▶ [Raw data]:
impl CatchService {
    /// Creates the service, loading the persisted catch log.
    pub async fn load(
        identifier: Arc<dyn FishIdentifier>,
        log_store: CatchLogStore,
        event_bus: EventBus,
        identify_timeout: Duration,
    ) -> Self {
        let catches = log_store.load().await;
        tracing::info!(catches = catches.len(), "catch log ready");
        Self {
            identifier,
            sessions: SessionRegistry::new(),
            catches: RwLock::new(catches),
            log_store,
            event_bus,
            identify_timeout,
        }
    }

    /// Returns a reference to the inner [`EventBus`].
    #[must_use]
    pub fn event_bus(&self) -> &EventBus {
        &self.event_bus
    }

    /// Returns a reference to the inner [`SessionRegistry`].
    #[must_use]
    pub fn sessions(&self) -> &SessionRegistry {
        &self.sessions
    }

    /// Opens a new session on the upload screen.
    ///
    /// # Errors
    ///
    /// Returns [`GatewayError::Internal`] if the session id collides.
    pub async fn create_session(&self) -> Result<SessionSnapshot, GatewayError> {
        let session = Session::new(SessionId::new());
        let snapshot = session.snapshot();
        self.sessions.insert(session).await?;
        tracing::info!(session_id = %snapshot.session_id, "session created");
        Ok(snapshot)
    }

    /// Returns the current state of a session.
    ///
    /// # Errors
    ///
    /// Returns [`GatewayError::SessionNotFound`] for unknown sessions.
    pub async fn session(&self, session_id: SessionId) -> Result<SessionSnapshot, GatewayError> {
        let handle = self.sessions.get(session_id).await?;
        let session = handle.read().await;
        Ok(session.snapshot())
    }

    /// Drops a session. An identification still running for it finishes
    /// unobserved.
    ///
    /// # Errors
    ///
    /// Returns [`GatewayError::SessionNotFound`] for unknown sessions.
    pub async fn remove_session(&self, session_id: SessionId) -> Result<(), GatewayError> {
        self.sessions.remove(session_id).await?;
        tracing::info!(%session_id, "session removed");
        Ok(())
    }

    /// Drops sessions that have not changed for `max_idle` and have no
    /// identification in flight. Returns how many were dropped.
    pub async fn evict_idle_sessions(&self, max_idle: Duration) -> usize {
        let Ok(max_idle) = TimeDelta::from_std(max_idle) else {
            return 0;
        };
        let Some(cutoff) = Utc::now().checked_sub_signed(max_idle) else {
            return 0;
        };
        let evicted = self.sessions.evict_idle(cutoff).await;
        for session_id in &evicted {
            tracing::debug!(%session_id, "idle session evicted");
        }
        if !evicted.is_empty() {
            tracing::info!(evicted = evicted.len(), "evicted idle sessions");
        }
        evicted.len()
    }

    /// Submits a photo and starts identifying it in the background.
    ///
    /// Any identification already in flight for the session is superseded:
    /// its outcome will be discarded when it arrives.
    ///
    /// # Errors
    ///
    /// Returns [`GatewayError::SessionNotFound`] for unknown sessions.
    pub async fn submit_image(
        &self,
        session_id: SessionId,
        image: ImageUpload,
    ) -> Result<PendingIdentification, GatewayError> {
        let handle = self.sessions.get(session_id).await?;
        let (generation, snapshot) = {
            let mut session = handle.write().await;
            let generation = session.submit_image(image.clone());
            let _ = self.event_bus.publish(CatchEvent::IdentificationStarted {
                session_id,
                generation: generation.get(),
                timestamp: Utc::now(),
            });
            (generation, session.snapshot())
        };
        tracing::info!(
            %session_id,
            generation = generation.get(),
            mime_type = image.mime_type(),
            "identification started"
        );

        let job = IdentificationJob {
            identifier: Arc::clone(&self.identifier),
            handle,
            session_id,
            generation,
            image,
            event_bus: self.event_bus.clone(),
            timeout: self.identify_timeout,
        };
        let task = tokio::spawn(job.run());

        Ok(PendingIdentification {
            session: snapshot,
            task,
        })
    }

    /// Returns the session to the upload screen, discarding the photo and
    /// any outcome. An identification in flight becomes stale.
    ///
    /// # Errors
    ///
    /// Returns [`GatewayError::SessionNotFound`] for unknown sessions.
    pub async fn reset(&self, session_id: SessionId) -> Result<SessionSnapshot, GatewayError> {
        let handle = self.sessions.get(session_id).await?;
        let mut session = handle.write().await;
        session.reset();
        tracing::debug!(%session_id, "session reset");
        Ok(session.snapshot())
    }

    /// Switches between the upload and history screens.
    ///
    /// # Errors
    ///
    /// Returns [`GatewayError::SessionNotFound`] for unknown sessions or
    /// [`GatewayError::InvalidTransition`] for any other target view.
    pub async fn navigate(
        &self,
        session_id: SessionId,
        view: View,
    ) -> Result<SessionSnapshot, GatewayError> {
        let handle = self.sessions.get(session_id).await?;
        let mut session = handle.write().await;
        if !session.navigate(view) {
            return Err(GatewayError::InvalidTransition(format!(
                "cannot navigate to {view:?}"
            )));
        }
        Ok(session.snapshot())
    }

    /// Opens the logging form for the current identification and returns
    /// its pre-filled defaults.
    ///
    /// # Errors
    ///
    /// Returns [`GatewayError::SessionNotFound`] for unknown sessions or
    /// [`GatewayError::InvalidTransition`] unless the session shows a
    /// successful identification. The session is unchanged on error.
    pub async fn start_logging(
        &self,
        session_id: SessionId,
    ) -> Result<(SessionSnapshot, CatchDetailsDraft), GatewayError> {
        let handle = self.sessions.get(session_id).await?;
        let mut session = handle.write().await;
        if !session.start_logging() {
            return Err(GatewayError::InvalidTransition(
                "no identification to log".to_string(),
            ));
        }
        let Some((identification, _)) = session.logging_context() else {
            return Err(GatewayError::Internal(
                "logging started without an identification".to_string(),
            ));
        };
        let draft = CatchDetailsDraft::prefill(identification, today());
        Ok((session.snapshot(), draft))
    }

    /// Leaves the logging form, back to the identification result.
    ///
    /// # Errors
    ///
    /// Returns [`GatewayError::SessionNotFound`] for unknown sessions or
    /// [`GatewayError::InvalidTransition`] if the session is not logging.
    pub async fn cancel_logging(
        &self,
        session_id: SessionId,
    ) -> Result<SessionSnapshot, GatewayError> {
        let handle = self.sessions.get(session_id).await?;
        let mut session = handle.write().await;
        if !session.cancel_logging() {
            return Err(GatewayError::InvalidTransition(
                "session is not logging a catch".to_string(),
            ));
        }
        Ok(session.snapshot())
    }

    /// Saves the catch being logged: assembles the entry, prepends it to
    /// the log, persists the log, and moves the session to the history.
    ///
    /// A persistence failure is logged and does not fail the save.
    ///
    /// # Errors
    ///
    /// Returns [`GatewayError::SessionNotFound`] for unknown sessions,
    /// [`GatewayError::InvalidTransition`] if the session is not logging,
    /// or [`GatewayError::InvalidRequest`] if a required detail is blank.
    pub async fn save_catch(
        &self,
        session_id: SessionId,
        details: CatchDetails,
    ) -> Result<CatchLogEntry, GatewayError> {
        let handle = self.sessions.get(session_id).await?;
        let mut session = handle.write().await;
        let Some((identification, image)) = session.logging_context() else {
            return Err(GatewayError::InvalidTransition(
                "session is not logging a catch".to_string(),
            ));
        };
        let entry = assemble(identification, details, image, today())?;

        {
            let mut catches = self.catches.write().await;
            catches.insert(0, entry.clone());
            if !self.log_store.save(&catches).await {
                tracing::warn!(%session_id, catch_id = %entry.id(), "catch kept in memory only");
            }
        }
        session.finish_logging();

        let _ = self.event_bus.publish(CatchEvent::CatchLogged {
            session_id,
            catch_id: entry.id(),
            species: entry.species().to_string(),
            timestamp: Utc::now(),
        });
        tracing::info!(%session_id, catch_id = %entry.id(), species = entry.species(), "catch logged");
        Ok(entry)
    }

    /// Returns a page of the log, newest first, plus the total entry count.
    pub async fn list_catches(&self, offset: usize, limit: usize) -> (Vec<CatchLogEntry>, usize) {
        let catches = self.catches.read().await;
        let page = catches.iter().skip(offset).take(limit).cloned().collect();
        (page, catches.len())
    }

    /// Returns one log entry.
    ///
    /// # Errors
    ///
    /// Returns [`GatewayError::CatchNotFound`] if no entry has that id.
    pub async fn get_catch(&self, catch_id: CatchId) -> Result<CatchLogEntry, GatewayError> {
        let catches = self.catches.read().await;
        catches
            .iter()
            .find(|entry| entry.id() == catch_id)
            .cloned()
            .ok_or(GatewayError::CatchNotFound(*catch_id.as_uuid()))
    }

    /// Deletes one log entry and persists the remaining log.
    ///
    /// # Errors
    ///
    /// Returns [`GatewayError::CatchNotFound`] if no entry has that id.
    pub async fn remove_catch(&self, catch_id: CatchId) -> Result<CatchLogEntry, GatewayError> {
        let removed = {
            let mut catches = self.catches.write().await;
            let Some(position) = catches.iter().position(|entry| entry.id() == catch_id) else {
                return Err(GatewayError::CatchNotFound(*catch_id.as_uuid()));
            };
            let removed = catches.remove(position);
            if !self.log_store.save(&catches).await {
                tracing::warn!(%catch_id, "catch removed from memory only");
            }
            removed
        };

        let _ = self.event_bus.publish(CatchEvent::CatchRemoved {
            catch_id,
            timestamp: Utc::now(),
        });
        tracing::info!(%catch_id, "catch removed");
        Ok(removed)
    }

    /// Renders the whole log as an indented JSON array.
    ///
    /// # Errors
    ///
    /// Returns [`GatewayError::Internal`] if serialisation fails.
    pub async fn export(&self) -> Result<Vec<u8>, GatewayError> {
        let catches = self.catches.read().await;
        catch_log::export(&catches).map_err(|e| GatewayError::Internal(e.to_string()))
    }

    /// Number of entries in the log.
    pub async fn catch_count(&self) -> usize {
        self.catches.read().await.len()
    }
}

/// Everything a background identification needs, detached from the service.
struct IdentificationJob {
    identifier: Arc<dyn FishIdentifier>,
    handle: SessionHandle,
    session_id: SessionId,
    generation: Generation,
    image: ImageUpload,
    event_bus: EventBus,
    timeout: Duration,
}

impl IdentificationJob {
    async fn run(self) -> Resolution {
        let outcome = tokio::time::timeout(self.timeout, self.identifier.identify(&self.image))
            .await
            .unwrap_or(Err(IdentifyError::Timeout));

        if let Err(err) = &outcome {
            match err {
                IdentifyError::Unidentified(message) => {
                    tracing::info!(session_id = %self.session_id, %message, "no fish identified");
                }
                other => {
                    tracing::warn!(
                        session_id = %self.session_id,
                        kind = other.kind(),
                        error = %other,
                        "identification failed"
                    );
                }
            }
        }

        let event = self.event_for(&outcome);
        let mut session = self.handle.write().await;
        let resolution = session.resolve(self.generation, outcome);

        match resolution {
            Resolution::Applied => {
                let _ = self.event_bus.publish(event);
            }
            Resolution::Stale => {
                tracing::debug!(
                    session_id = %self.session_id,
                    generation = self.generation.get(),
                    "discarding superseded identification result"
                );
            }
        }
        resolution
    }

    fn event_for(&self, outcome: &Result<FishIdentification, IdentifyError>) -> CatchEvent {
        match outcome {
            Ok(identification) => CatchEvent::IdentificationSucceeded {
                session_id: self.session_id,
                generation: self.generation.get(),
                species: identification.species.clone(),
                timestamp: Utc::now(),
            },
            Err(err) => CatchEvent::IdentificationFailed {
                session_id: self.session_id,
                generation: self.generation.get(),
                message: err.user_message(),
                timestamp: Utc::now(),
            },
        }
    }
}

▶ [Exercise directions]: Where a line of the listing holds "history", show that line.

▶ [Output for this exercise]:
    /// Switches between the upload and history screens.
    /// the log, persists the log, and moves the session to the history.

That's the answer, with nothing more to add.